Tim Starling t.starling at physics.unimelb.edu.au
Mon May 23 09:06:23 UTC 2005


Stephen Bain wrote:
> John R. Owens wrote:
> 
>>I don't know if this might have ever been suggested before already, but
>>perhaps a change in software could allow us to set a maximum image size
>>in our user preferences? Either in width/height, e.g. "always shrink
>>images to less than 200 pixels wide or 150 pixels high, whichever is
>>smaller", or in kB, e.g. "always shrink images to less than 10 kB".
> 
> 
> Unfortunately I don't think this would be a workable solution, unless
> a thumbnail duplicate of every image was created at the time of
> uploading. That would be fairly straightforward to do, although it
> would be very resource intensive on the image server(s). (Is there
> more than one yet?) To shrink each image after every request before
> sending to the browser would literally kill the servers.

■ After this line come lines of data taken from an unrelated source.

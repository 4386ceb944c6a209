//! The FilterPipeline orchestrates multiple filters.
//!
//! This module provides the main FilterPipeline struct that chains
//! equality filters together using the builder pattern. Chained filters
//! are ANDed: a row survives only if every filter keeps it.

use crate::filters::{ClusterFilter, GenreFilter};
use crate::selection::Selection;
use crate::traits::Filter;
use anyhow::Result;
use data_loader::{ClusterLabel, EmbeddingRecord};

/// Chains multiple filters together into a processing pipeline.
///
/// ## Usage
/// ```ignore
/// let pipeline = FilterPipeline::new()
///     .add_filter(GenreFilter::new("Drama"))
///     .add_filter(ClusterFilter::new(3));
///
/// let filtered = pipeline.apply_to(store.embeddings())?;
/// ```
pub struct FilterPipeline {
    filters: Vec<Box<dyn Filter>>,
}

impl FilterPipeline {
    /// Create a new empty FilterPipeline.
    pub fn new() -> Self {
        Self {
            filters: Vec::new(),
        }
    }

    /// Build the pipeline for the current selector values.
    ///
    /// "All" adds no filter for that dimension, so `All`/`All` yields an
    /// empty pipeline that passes the table through untouched.
    pub fn for_selection(genre: &Selection<String>, cluster: &Selection<ClusterLabel>) -> Self {
        let mut pipeline = Self::new();
        if let Selection::Only(genre) = genre {
            pipeline = pipeline.add_filter(GenreFilter::new(genre.clone()));
        }
        if let Selection::Only(cluster) = cluster {
            pipeline = pipeline.add_filter(ClusterFilter::new(*cluster));
        }
        pipeline
    }

    /// Add a filter to the pipeline (builder pattern).
    pub fn add_filter(mut self, filter: impl Filter + 'static) -> Self {
        self.filters.push(Box::new(filter));
        self
    }

    /// Number of filters in the chain
    pub fn len(&self) -> usize {
        self.filters.len()
    }

    pub fn is_empty(&self) -> bool {
        self.filters.is_empty()
    }

    /// Apply all filters in sequence to the rows.
    ///
    /// Row order is preserved but carries no meaning downstream.
    pub fn apply<'a>(&self, rows: Vec<&'a EmbeddingRecord>) -> Result<Vec<&'a EmbeddingRecord>> {
        let mut current = rows;
        for filter in &self.filters {
            tracing::debug!(
                "Applying filter: {} (input count: {})",
                filter.name(),
                current.len()
            );
            current = filter.apply(current)?;
            tracing::debug!(
                "Filter applied: {} (output count: {})",
                filter.name(),
                current.len()
            );
        }
        Ok(current)
    }

    /// Apply the pipeline to a whole table
    pub fn apply_to<'a>(&self, table: &'a [EmbeddingRecord]) -> Result<Vec<&'a EmbeddingRecord>> {
        self.apply(table.iter().collect())
    }
}

impl Default for FilterPipeline {
    fn default() -> Self {
        Self::new()
    }
}
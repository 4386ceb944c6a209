//! Explorer configuration.
//!
//! The defaults reproduce the dashboard's fixed behavior; the builder
//! methods exist so tests and the CLI can tweak them.

use posters::DEFAULT_FETCH_TIMEOUT;
use sampler::{DEFAULT_GRID_COLUMNS, DEFAULT_SAMPLE_SIZE};
use std::time::Duration;

#[derive(Debug, Clone, PartialEq, Eq)]
pub struct ExplorerConfig {
    /// Movies drawn per cluster, and per recommendation
    pub sample_size: usize,
    /// Columns of every poster grid
    pub grid_columns: usize,
    /// Bound on each poster download
    pub fetch_timeout: Duration,
}

impl ExplorerConfig {
    pub fn with_sample_size(mut self, sample_size: usize) -> Self {
        self.sample_size = sample_size;
        self
    }

    pub fn with_grid_columns(mut self, grid_columns: usize) -> Self {
        self.grid_columns = grid_columns;
        self
    }

    pub fn with_fetch_timeout(mut self, fetch_timeout: Duration) -> Self {
        self.fetch_timeout = fetch_timeout;
        self
    }
}

impl Default for ExplorerConfig {
    fn default() -> Self {
        Self {
            sample_size: DEFAULT_SAMPLE_SIZE,
            grid_columns: DEFAULT_GRID_COLUMNS,
            fetch_timeout: DEFAULT_FETCH_TIMEOUT,
        }
    }
}

#[cfg(test)]
mod tests {
    use super::*;

    #[test]
    fn test_defaults() {
        let config = ExplorerConfig::default();

        assert_eq!(config.sample_size, 6);
        assert_eq!(config.grid_columns, 3);
        assert_eq!(config.fetch_timeout, Duration::from_secs(5));
    }
}
use anyhow::{Context, Result};
use clap::{Parser, Subcommand};
use colored::Colorize;
use data_loader::{DataPaths, DataStore, EntityId};
use explorer::{
    ClusterExplorer, ExplorerConfig, GalleryContent, PosterGallery, EMPTY_CLUSTER_MESSAGE,
};
use pipeline::Selection;
use std::path::PathBuf;
use std::time::Instant;

/// Cluster Explorer - browse UMAP + DBSCAN movie poster clusters
#[derive(Parser)]
#[command(name = "cluster-explorer")]
#[command(about = "Explore movie poster clusters from precomputed UMAP + DBSCAN results", long_about = None)]
struct Cli {
    /// Directory holding umap_dbscan_resultados.csv and MovieGenre.csv
    #[arg(short, long, default_value = ".")]
    data_dir: PathBuf,

    /// Override the embedding/cluster results file
    #[arg(long)]
    embeddings: Option<PathBuf>,

    /// Override the movie metadata file
    #[arg(long)]
    metadata: Option<PathBuf>,

    #[command(subcommand)]
    command: Commands,
}

#[derive(Subcommand)]
enum Commands {
    /// Show the genre, cluster and movie selector options
    Options,

    /// Print the filtered 2D scatter points as JSON
    Scatter {
        /// Genre to keep, or "All"
        #[arg(long, default_value = "All")]
        genre: String,

        /// Cluster label to keep, or "All"
        #[arg(long, default_value = "All", allow_hyphen_values = true)]
        cluster: String,
    },

    /// Show representative posters for each cluster
    Clusters {
        /// Genre to keep, or "All"
        #[arg(long, default_value = "All")]
        genre: String,

        /// Cluster label to keep, or "All"
        #[arg(long, default_value = "All", allow_hyphen_values = true)]
        cluster: String,
    },

    /// Show movies from the same cluster as the given movie
    Similar {
        /// imdbId of the reference movie
        #[arg(long)]
        entity_id: EntityId,
    },

    /// Preview a poster image (visual search is not available)
    Upload {
        /// jpg, jpeg or png file
        #[arg(long)]
        file: PathBuf,
    },
}

#[tokio::main]
async fn main() -> Result<()> {
    // Initialize tracing
    tracing_subscriber::fmt()
        .with_env_filter(
            tracing_subscriber::EnvFilter::try_from_default_env()
                .unwrap_or_else(|_| tracing_subscriber::EnvFilter::new("info")),
        )
        .init();

    let cli = Cli::parse();

    let mut paths = DataPaths::in_dir(&cli.data_dir);
    if let Some(embeddings) = cli.embeddings {
        paths = paths.with_embeddings(embeddings);
    }
    if let Some(metadata) = cli.metadata {
        paths = paths.with_metadata(metadata);
    }

    // Without both tables there is nothing to explore
    let start = Instant::now();
    let store = DataStore::shared(&paths).context("Failed to load explorer dataset")?;
    eprintln!("{} Loaded dataset in {:?}", "✓".green(), start.elapsed());

    let explorer = ClusterExplorer::new(store, ExplorerConfig::default())?;

    // Dispatch to appropriate command handler
    match cli.command {
        Commands::Options => handle_options(&explorer),
        Commands::Scatter { genre, cluster } => handle_scatter(&explorer, &genre, &cluster)?,
        Commands::Clusters { genre, cluster } => {
            handle_clusters(&explorer, &genre, &cluster).await?
        }
        Commands::Similar { entity_id } => handle_similar(&explorer, entity_id).await?,
        Commands::Upload { file } => handle_upload(&explorer, file)?,
    }

    Ok(())
}

fn parse_selection(genre: &str, cluster: &str) -> Result<(Selection<String>, Selection<i32>)> {
    let genre = Selection::genre(genre);
    let cluster = Selection::cluster(cluster)?;
    Ok((genre, cluster))
}

/// Handle the 'options' command
fn handle_options(explorer: &ClusterExplorer) {
    let options = explorer.options();

    println!("{}", "Genre:".bold().blue());
    println!("  {}", options.genre_labels().join(", "));
    println!("{}", "Cluster:".bold().blue());
    println!("  {}", options.cluster_labels().join(", "));
    println!("{}", "Movies (imdbId):".bold().blue());
    println!("  {} selectable ids", options.entity_ids.len());
}

/// Handle the 'scatter' command
fn handle_scatter(explorer: &ClusterExplorer, genre: &str, cluster: &str) -> Result<()> {
    let (genre, cluster) = parse_selection(genre, cluster)?;
    let points = explorer.scatter(&genre, &cluster)?;

    let json = serde_json::to_string_pretty(&points).context("Failed to serialize scatter points")?;
    println!("{}", json);
    Ok(())
}

/// Handle the 'clusters' command
async fn handle_clusters(explorer: &ClusterExplorer, genre: &str, cluster: &str) -> Result<()> {
    let (genre, cluster) = parse_selection(genre, cluster)?;
    let galleries = explorer.representative_posters(&genre, &cluster).await?;

    println!("{}", "Representative movies of each cluster".bold().blue());
    if galleries.is_empty() {
        println!("No movies match the current filters.");
    }
    for gallery in &galleries {
        println!(
            "\n{} ({} movies)",
            format!("Cluster {}", gallery.cluster).bold(),
            gallery.member_count
        );
        match &gallery.content {
            GalleryContent::Empty => println!("  {}", EMPTY_CLUSTER_MESSAGE),
            GalleryContent::Posters(posters) => print_gallery(posters),
        }
    }
    Ok(())
}

/// Handle the 'similar' command
async fn handle_similar(explorer: &ClusterExplorer, entity_id: EntityId) -> Result<()> {
    let similar = explorer.similar_posters(entity_id).await?;

    println!(
        "{}",
        format!("Similar movies (same cluster = {}):", similar.cluster)
            .bold()
            .blue()
    );
    print_gallery(&similar.gallery);
    Ok(())
}

/// Handle the 'upload' command
fn handle_upload(explorer: &ClusterExplorer, file: PathBuf) -> Result<()> {
    let preview = explorer
        .preview_upload(&file)
        .with_context(|| format!("Failed to preview {}", file.display()))?;

    println!(
        "{} {} ({}x{})",
        "Uploaded image:".bold(),
        preview.file_name,
        preview.width,
        preview.height
    );
    println!("{} {}", "ℹ".cyan(), preview.message);
    Ok(())
}

/// Helper function to print a poster grid column by column
fn print_gallery(gallery: &PosterGallery) {
    for (index, column) in gallery.grid.columns().iter().enumerate() {
        println!("  {}", format!("Column {}", index + 1).green());
        for poster in column {
            println!(
                "    {} [{}] {}x{} {}",
                poster.entity_id,
                poster.caption,
                poster.width,
                poster.height,
                poster.url
            );
        }
    }
    if !gallery.skipped.is_empty() {
        tracing::debug!("{} posters skipped", gallery.skipped.len());
    }
}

This is wrong in a few ways. Image scaling works as follows. On render,
the apache server checks if a thumbnail image already exists, via NFS.
If it doesn't, or if the full-sized image is newer than the thumbnail,
it retrieves the image over NFS, scales it using ImageMagick, and then
saves it back to the the image server over NFS. Although it's not done
on upload, it's only ever done once for a particular image/size
combination. Image scaling is not a major strain on the cluster, and I
don't think this feature would make it one. However, there is a minor
performance problem with it, which is that different HTML would have to
be generated for users with this feature enabled. That would reduce the
parser cache hit ratio.

And you can't literally kill something that's not literally alive :)

> A better way would be to allow for a user preference to have images
> either on or off by default, but have a link on the page to view a
> version with images. So if a user browsing with images off wanted to
> see an image, they could then re-load the page with images included.
> (If it's good enough for Outlook, then it's good enough for
> Wikipedia.)

I think that would be better done on the client side. Internet Explorer
is better in this respect than Firefox or Mozilla, with a "show image"
context menu item and, in some versions, a "show images" toolbar icon.
I'm sure there are other browsers with similar features to IE. To do it
on the server side would require reducing the parser cache hit ratio.